Mais um partido, confirmando a tendência mais à esquerda, a falar na necessidade de captação e inovação para o Laboratório Nacional do Medicamento, foi representado no debate da APJF por Inês Pires. Reconhecendo o papel “fundamental” dos farmacêuticos e das farmácias comunitárias na “linha da frente dos cuidados de saúde primários”, relembrou que “os utentes vão também às farmácias para esclarecer dúvidas, pelo que os farmacêuticos são essenciais”.
Defendeu ainda um incremento na investigação clínica e científica, que necessita de ser “alavancada e reforçada dentro do Serviço Nacional de Saúde, também para valorização e ter em vista investimento internacional, para financiar projetos de investigação”. “O Livre propõe a criação do estatuto de Clínico-Invistigador, como opção que facilita também uma redução horária, para que os profissionais de saúde se possam dedicar à investigação. Isto pode valorizar a profissão do farmacêutico, que muitas vezes vê o seu conhecimento e a sua formação serem desvalorizados nas atividades do dia a dia”, disse ainda.
Partido Socialista
Aos comandos do país desde 2015, o PS vai a eleições com uma nova cara. Pedro Nuno Santos é candidato a primeiro-ministro para voltar a agregar o país a um projeto comum.
Criar mecanismos de medição de resultados em saúde associados a medicamentos e tecnologias, a partir de dados relacionados com a qualidade de vida dos utentes, de modo a relacionar custos com resultados, numa lógica de partilha de riscos, bem como criar equipas de enfermagem de urgência, e de acompanhamento continuado, que se deslocam a casa dos utentes mais idosos, a par da criação de serviços de entrega de medicamentos a idosos isolados, mediante articulação com a rede de farmácias, são medidas inscritas no programa socialista.
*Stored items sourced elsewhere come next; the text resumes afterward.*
use aws_sdk_sagemakerruntime::primitives::Blob;
use serde_json::Value;

use super::block_on;

pub const JSON_CONTENT_TYPE: &str = "application/json";

pub trait InferenceEndpoint {
    fn invoke(&self, endpoint_name: &str, payload: &Value) -> Result<Value, String>;
}

pub struct SageMakerEndpoint {
    client: aws_sdk_sagemakerruntime::Client,
}

impl SageMakerEndpoint {
    pub fn new(client: aws_sdk_sagemakerruntime::Client) -> Self {
        Self { client }
    }
}

impl InferenceEndpoint for SageMakerEndpoint {
    fn invoke(&self, endpoint_name: &str, payload: &Value) -> Result<Value, String> {
        let body = serde_json::to_vec(payload)
            .map_err(|error| format!("failed to encode inference payload: {error}"))?;
        let request = self
            .client
            .invoke_endpoint()
            .endpoint_name(endpoint_name)
            .content_type(JSON_CONTENT_TYPE)
            .accept(JSON_CONTENT_TYPE)
            .body(Blob::new(body));

        block_on(async move {
            let output = request
                .send()
                .await
                .map_err(|error| format!("failed to invoke sagemaker endpoint: {error}"))?;
            let bytes: &[u8] = output.body().map(|blob| blob.as_ref()).unwrap_or_default();
            serde_json::from_slice(bytes)
                .map_err(|error| format!("inference response is not valid JSON: {error}"))
        })
    }
}
use sensor_pipeline_core::contract::{RecordType, SensorRecord, Severity};
use sensor_pipeline_core::metrics::{latest_per_device, summarize};
use serde::{Deserialize, Serialize};
use serde_json::{json, Value};
use tracing::{error, info, warn};

use crate::adapters::record_table::{RecordTable, TableQuery};
use crate::error::HandlerError;
use crate::events::{decode_api_request, ApiGatewayRequest};

pub const DEFAULT_LIMIT: usize = 50;
pub const MAX_LIMIT: usize = 500;
pub const NOT_FOUND_MESSAGE: &str = "Not Found";

#[derive(Debug, Clone, Serialize, Deserialize, PartialEq)]
pub struct ApiGatewayResponse {
    #[serde(rename = "statusCode")]
    pub status_code: u16,
    pub headers: Value,
    pub body: String,
}

#[derive(Debug, Clone, Copy, PartialEq, Eq)]
pub enum Route {
    Index,
    Devices,
    Alerts,
    Analysis,
    Metrics,
}

impl Route {
    pub const ALL: [Route; 5] = [
        Route::Index,
        Route::Devices,
        Route::Alerts,
        Route::Analysis,
        Route::Metrics,
    ];

    pub fn path(self) -> &'static str {
        match self {
            Route::Index => "/",
            Route::Devices => "/devices",
            Route::Alerts => "/alerts",
            Route::Analysis => "/analysis",
            Route::Metrics => "/metrics",
        }
    }

    /// Only `GET` is routed. A trailing slash is ignored.
    pub fn resolve(method: &str, path: &str) -> Option<Self> {
        if !method.eq_ignore_ascii_case("GET") {
            return None;
        }
        let trimmed = path.trim_end_matches('/');
        let normalized = if trimmed.is_empty() { "/" } else { trimmed };
        Self::ALL
            .into_iter()
            .find(|route| route.path() == normalized)
    }
}

/// Never fails the invocation: bad requests answer 400, unknown routes 404
/// and route faults 500.
pub fn handle_api_event(event: Value, table: &impl RecordTable) -> ApiGatewayResponse {
    let request = match decode_api_request(event) {
        Ok(request) => request,
        Err(failure) => {
            warn!(component = "api", error = %failure, "request_rejected");
            return error_response(400, &failure);
        }
    };

    let route = request
        .path
        .as_deref()
        .and_then(|path| Route::resolve(&request.http_method, path));
    let Some(route) = route else {
        info!(
            component = "api",
            method = %request.http_method,
            path = ?request.path,
            "route_not_found"
        );
        return json_response(404, Value::String(NOT_FOUND_MESSAGE.to_string()));
    };

    match dispatch(route, &request, table) {
        Ok(body) => {
            info!(component = "api", route = route.path(), "request_served");
            json_response(200, body)
        }
        Err(failure) if failure.is_malformed() => {
            warn!(component = "api", route = route.path(), error = %failure, "request_rejected");
            error_response(400, &failure)
        }
        Err(failure) => {
            error!(component = "api", route = route.path(), error = %failure, "route_failed");
            error_response(500, &failure)
        }
    }
}

fn dispatch(
    route: Route,
    request: &ApiGatewayRequest,
    table: &impl RecordTable,
) -> Result<Value, HandlerError> {
    let device_id = request.query_param("deviceId");
    let limit = parse_limit(request.query_param("limit"), DEFAULT_LIMIT);

    match route {
        Route::Index => Ok(json!({
            "routes": Route::ALL
                .iter()
                .map(|route| format!("GET {}", route.path()))
                .collect::<Vec<_>>()
        })),
        Route::Devices => {
            let table_query = TableQuery::of_type(RecordType::Sensor, limit).for_device(device_id);
            let items = query(table, &table_query)?;
            match device_id {
                Some(_) => Ok(Value::Array(items)),
                None => to_body(&latest_per_device(decode_sensor_records(items))),
            }
        }
        Route::Alerts => {
            let severity = match request.query_param("severity") {
                Some(raw) => Some(Severity::parse(raw).ok_or_else(|| {
                    HandlerError::malformed(format!(
                        "severity must be one of info, warning, critical; got '{raw}'"
                    ))
                })?),
                None => None,
            };
            let table_query = TableQuery::of_type(RecordType::Alert, limit)
                .for_device(device_id)
                .with_severity(severity);
            query(table, &table_query).map(Value::Array)
        }
        Route::Analysis => {
            let table_query = TableQuery::of_type(RecordType::Analysis, limit).for_device(device_id);
            query(table, &table_query).map(Value::Array)
        }
        Route::Metrics => {
            let limit = parse_limit(request.query_param("limit"), MAX_LIMIT);
            let table_query = TableQuery::of_type(RecordType::Sensor, limit).for_device(device_id);
            let items = query(table, &table_query)?;
            to_body(&summarize(&decode_sensor_records(items)))
        }
    }
}

/// Positive integer capped at `MAX_LIMIT`; anything else falls back to the
/// default.
pub fn parse_limit(raw: Option<&str>, default: usize) -> usize {
    raw.and_then(|value| value.trim().parse::<usize>().ok())
        .filter(|limit| *limit > 0)
        .map_or(default, |limit| limit.min(MAX_LIMIT))
}

fn query(table: &impl RecordTable, query: &TableQuery) -> Result<Vec<Value>, HandlerError> {
    table
        .query(query)
        .map_err(HandlerError::dependency("dynamodb"))
}

/// Items that do not decode as sensor records are skipped, not fatal.
fn decode_sensor_records(items: Vec<Value>) -> Vec<SensorRecord> {
    items
        .into_iter()
        .filter_map(|item| match serde_json::from_value::<SensorRecord>(item) {
            Ok(record) => Some(record),
            Err(error) => {
                warn!(component = "api", error = %error, "sensor_record_skipped");
                None
            }
        })
        .collect()
}

fn to_body(payload: &impl Serialize) -> Result<Value, HandlerError> {
    serde_json::to_value(payload).map_err(HandlerError::serialization("response body"))
}

fn response_headers() -> Value {
    json!({
        "Content-Type": "application/json",
        "Access-Control-Allow-Origin": "*",
        "Access-Control-Allow-Methods": "GET,POST,OPTIONS",
        "Access-Control-Allow-Headers": "Content-Type",
    })
}

fn json_response(status_code: u16, body: Value) -> ApiGatewayResponse {
    ApiGatewayResponse {
        status_code,
        headers: response_headers(),
        body: body.to_string(),
    }
}

fn error_response(status_code: u16, failure: &HandlerError) -> ApiGatewayResponse {
    json_response(status_code, json!({ "error": failure.to_string() }))
}
use chrono::Utc;
use lambda_runtime::{service_fn, Error, LambdaEvent};
use sensor_pipeline_lambda::adapters::label_detector::RekognitionLabelDetector;
use sensor_pipeline_lambda::adapters::notifier::SnsNotifier;
use sensor_pipeline_lambda::adapters::record_table::DynamoDbRecordTable;
use sensor_pipeline_lambda::config::ImageAnalysisConfig;
use sensor_pipeline_lambda::handlers::image_analysis::handle_image_analysis_event;
use sensor_pipeline_lambda::handlers::InvocationSummary;
use sensor_pipeline_lambda::logging::init_tracing;
use serde_json::Value;

struct Deps {
    config: ImageAnalysisConfig,
    detector: RekognitionLabelDetector,
    table: DynamoDbRecordTable,
    notifier: SnsNotifier,
}

async fn handle_request(
    event: LambdaEvent<Value>,
    deps: &Deps,
) -> Result<InvocationSummary, Error> {
    Ok(handle_image_analysis_event(
        event.payload,
        &deps.config,
        &deps.detector,
        &deps.table,
        &deps.notifier,
        Utc::now,
    )?)
}

#[tokio::main]
async fn main() -> Result<(), Error> {
    init_tracing("image_analysis");
    let config = ImageAnalysisConfig::from_env()?;
    let aws = aws_config::load_defaults(aws_config::BehaviorVersion::latest()).await;

    let deps = Deps {
        detector: RekognitionLabelDetector::new(aws_sdk_rekognition::Client::new(&aws)),
        table: DynamoDbRecordTable::new(
            config.table_name.clone(),
            aws_sdk_dynamodb::Client::new(&aws),
        ),
        notifier: SnsNotifier::new(aws_sdk_sns::Client::new(&aws)),
        config,
    };
    let deps = &deps;

    lambda_runtime::run(service_fn(move |event: LambdaEvent<Value>| async move {
        handle_request(event, deps).await
    }))
    .await
}
use chrono::{DateTime, Utc};
use sensor_pipeline_core::alerting::process_alert;
use sensor_pipeline_core::contract::AlertRecord;
use serde_json::Value;
use tracing::{error, info};

use crate::adapters::notifier::Notifier;
use crate::adapters::record_table::RecordTable;
use crate::config::AlertConfig;
use crate::error::HandlerError;
use crate::events::decode_alert_event;
use crate::handlers::{publish_record, put_record, InvocationSummary};

pub const COMPLETED_MESSAGE: &str = "Alert processed successfully";
pub const ALERT_MESSAGE_TYPE: &str = "alert";

pub fn handle_alert_event(
    event: Value,
    config: &AlertConfig,
    table: &impl RecordTable,
    notifier: &impl Notifier,
    now: impl Fn() -> DateTime<Utc>,
) -> Result<InvocationSummary, HandlerError> {
    let result = process_event(event, config, table, notifier, now());
    match &result {
        Ok(alert) => info!(
            component = "alert",
            alert_id = %alert.alert_id,
            device_id = %alert.device_id,
            severity = alert.severity.as_str(),
            "alert_published"
        ),
        Err(failure) => error!(component = "alert", error = %failure, "alert_failed"),
    }
    result.map(|_| InvocationSummary::completed(COMPLETED_MESSAGE, 1, 1))
}

fn process_event(
    event: Value,
    config: &AlertConfig,
    table: &impl RecordTable,
    notifier: &impl Notifier,
    now: DateTime<Utc>,
) -> Result<AlertRecord, HandlerError> {
    let payload = decode_alert_event(event)?;
    let alert = process_alert(&payload, now, config.retention_days)?;

    put_record(table, &alert, "alert")?;
    publish_record(
        notifier,
        &config.alert_topic_arn,
        ALERT_MESSAGE_TYPE,
        alert_subject(&alert),
        &alert,
    )?;
    Ok(alert)
}

fn alert_subject(alert: &AlertRecord) -> String {
    format!(
        "[{}] {} alert for {}",
        alert.severity.as_str().to_ascii_uppercase(),
        alert.alert_type,
        alert.device_id
    )
}

#[cfg(test)]
mod tests {
    use serde_json::json;

    use super::*;
    use crate::handlers::test_support::{fixed_now, RecordingNotifier, RecordingTable};

    fn sample_config() -> AlertConfig {
        AlertConfig {
            table_name: "devices".to_string(),
            alert_topic_arn: "arn:aws:sns:eu-west-1:123456789012:alerts".to_string(),
            retention_days: None,
        }
    }

    #[test]
    fn stores_and_publishes_critical_alert() {
        let table = RecordingTable::new();
        let notifier = RecordingNotifier::new();

        let summary = handle_alert_event(
            json!({
                "source": "sensor.pipeline",
                "detail": {
                    "deviceId": "press-7",
                    "type": "anomaly",
                    "temperature": {"value": 90, "status": "critical", "threshold": 75},
                    "vibration": {"value": 0.3, "status": "normal", "threshold": 0.5}
                }
            }),
            &sample_config(),
            &table,
            &notifier,
            fixed_now,
        )
        .expect("alert should process");

        assert_eq!(summary.body, "\"Alert processed successfully\"");
        let items = table.items();
        assert_eq!(items.len(), 1);
        assert_eq!(items[0]["alertId"], json!("alert_20260214103000"));
        assert_eq!(items[0]["severity"], json!("critical"));
        assert_eq!(items[0]["status"], json!("new"));
        assert_eq!(items[0]["recordType"], json!("alert"));
        assert_eq!(
            items[0]["message"],
            json!("Temperature 90°C exceeds threshold 75°C")
        );

        let published = notifier.published();
        assert_eq!(published.len(), 1);
        assert_eq!(published[0].message_type, "alert");
        assert_eq!(
            published[0].subject.as_deref(),
            Some("[CRITICAL] anomaly alert for press-7")
        );
    }

    #[test]
    fn accepts_bare_payload_and_defaults_type() {
        let table = RecordingTable::new();
        let notifier = RecordingNotifier::new();

        handle_alert_event(
            json!({"deviceId": "press-7"}),
            &sample_config(),
            &table,
            &notifier,
            fixed_now,
        )
        .expect("bare payload should process");

        let items = table.items();
        assert_eq!(items[0]["type"], json!("unknown"));
        assert_eq!(items[0]["severity"], json!("info"));
        assert_eq!(items[0]["message"], json!("No specific issues detected"));
    }

    #[test]
    fn combines_warning_messages_in_fixed_order() {
        let table = RecordingTable::new();
        let notifier = RecordingNotifier::new();

        handle_alert_event(
            json!({"detail": {
                "deviceId": "press-7",
                "vibration": {"value": 0.9, "status": "critical", "threshold": 0.5},
                "temperature": {"value": 80, "status": "warning", "threshold": 75}
            }}),
            &sample_config(),
            &table,
            &notifier,
            fixed_now,
        )
        .expect("alert should process");

        assert_eq!(
            table.items()[0]["message"],
            json!("Temperature 80°C exceeds threshold 75°C and Vibration 0.9g exceeds threshold 0.5g")
        );
    }

    #[test]
    fn missing_device_id_is_malformed_and_nothing_is_written() {
        let table = RecordingTable::new();
        let notifier = RecordingNotifier::new();

        let error = handle_alert_event(
            json!({"detail": {"type": "anomaly"}}),
            &sample_config(),
            &table,
            &notifier,
            fixed_now,
        )
        .expect_err("alert without device should fail");

        assert!(error.is_malformed());
        assert!(table.items().is_empty());
        assert!(notifier.published().is_empty());
    }

    #[test]
    fn multiline_alert_type_yields_single_line_subject() {
        let table = RecordingTable::new();
        let notifier = RecordingNotifier::new();

        handle_alert_event(
            json!({"detail": {"deviceId": "press-7", "type": "over\nheat\r\nBcc: ops"}}),
            &sample_config(),
            &table,
            &notifier,
            fixed_now,
        )
        .expect("alert should process");

        let published = notifier.published();
        assert_eq!(
            published[0].subject.as_deref(),
            Some("[INFO] over heat Bcc: ops alert for press-7")
        );
        assert_eq!(table.items()[0]["type"], json!("over\nheat\r\nBcc: ops"));
    }

    #[test]
    fn notifier_failure_fails_after_store() {
        let table = RecordingTable::new();
        let notifier = RecordingNotifier::failing();

        let error = handle_alert_event(
            json!({"detail": {"deviceId": "press-7"}}),
            &sample_config(),
            &table,
            &notifier,
            fixed_now,
        )
        .expect_err("sns failure should fail the invocation");

        assert!(matches!(
            error,
            HandlerError::Dependency { service: "sns", .. }
        ));
        assert_eq!(table.items().len(), 1);
    }
}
Nas palavras de Miguel Rodrigues, o entendimento do PS “é que o farmacêutico, para além do papel que já tinha, passou a assumir mais algumas funções durante a legislatura”. E concretizou com exemplos de acompanhamento de doença crónica e as extensões dos prazos de prescrição, o que faz o profissional de farmácia “assumir um grau de responsabilidade maior”.
“Neste espaço digital que queremos criar, e acho que este é um objetivo comum a todos os partidos, é suposto que possamos responder da mesma forma que, ou através da rede convencionada, ou através dos MCDT’s do Serviço Nacional de Saúde. E não é tão fácil assim. A questão da partilha de dados de saúde, e em particular do registo clínico com o farmacêutico, não é simples. Não podemos fingir que é uma coisa que se estala os dedos e fica feita”, explicou, relembrando projetos lei do PS que não foram adiante quando diante da Comissão Nacional de Proteção de Dados e do Conselho Superior de Magistratura. Em causa estavam situações que envolviam estudantes de medicina e observações clínicas.
Destacou que “há uma necessidade de aumentar aquilo que já está a acontecer em algumas regiões do país, quer do acompanhamento da doença crónica, quer do ponto de vista da prescrição e do acompanhamento da prescrição”. “E entendemos que as farmácias comunitárias têm que passar a ser não apenas recetáculos de informação, e isso é desejável numa lógica de partilha de registo clínico, mas também produtoras de informação e de referenciação para dentro do Serviço Nacional de Saúde, sempre que a sintomatologia indicar ou paciente necessitar”, disse ainda.
As eleições legislativas acontecem no próximo domingo, dia 10 de março. Já mais de 200 mil pessoas efetuaram o seu voto antecipado em mobilidade, no passado dia 3 de fevereiro.